EXERCISE REQUIREMENTS — Exactly how many lines in this material contain the string "contains"? Reply with the number alone.

DATA TO USE Start Marker

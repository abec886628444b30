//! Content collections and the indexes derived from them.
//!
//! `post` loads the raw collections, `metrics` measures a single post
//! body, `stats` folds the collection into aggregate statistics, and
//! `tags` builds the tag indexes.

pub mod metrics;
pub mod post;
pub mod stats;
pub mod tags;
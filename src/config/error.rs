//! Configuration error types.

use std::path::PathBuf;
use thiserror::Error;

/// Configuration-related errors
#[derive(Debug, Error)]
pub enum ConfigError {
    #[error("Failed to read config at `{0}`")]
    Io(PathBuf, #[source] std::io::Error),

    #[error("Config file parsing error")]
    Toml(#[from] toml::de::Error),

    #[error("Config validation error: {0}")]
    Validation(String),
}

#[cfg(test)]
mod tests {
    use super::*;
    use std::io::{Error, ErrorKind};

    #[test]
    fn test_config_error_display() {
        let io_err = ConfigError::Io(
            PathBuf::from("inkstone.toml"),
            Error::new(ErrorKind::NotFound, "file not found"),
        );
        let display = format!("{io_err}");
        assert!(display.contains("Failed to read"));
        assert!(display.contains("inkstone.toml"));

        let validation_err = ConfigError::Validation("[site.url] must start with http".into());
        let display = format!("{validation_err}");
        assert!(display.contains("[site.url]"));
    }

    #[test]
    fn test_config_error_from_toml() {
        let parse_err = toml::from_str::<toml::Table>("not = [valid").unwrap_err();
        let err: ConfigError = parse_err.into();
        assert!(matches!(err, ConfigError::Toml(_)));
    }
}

DATA TO USE End Marker

PROBLEM SOLUTION — 3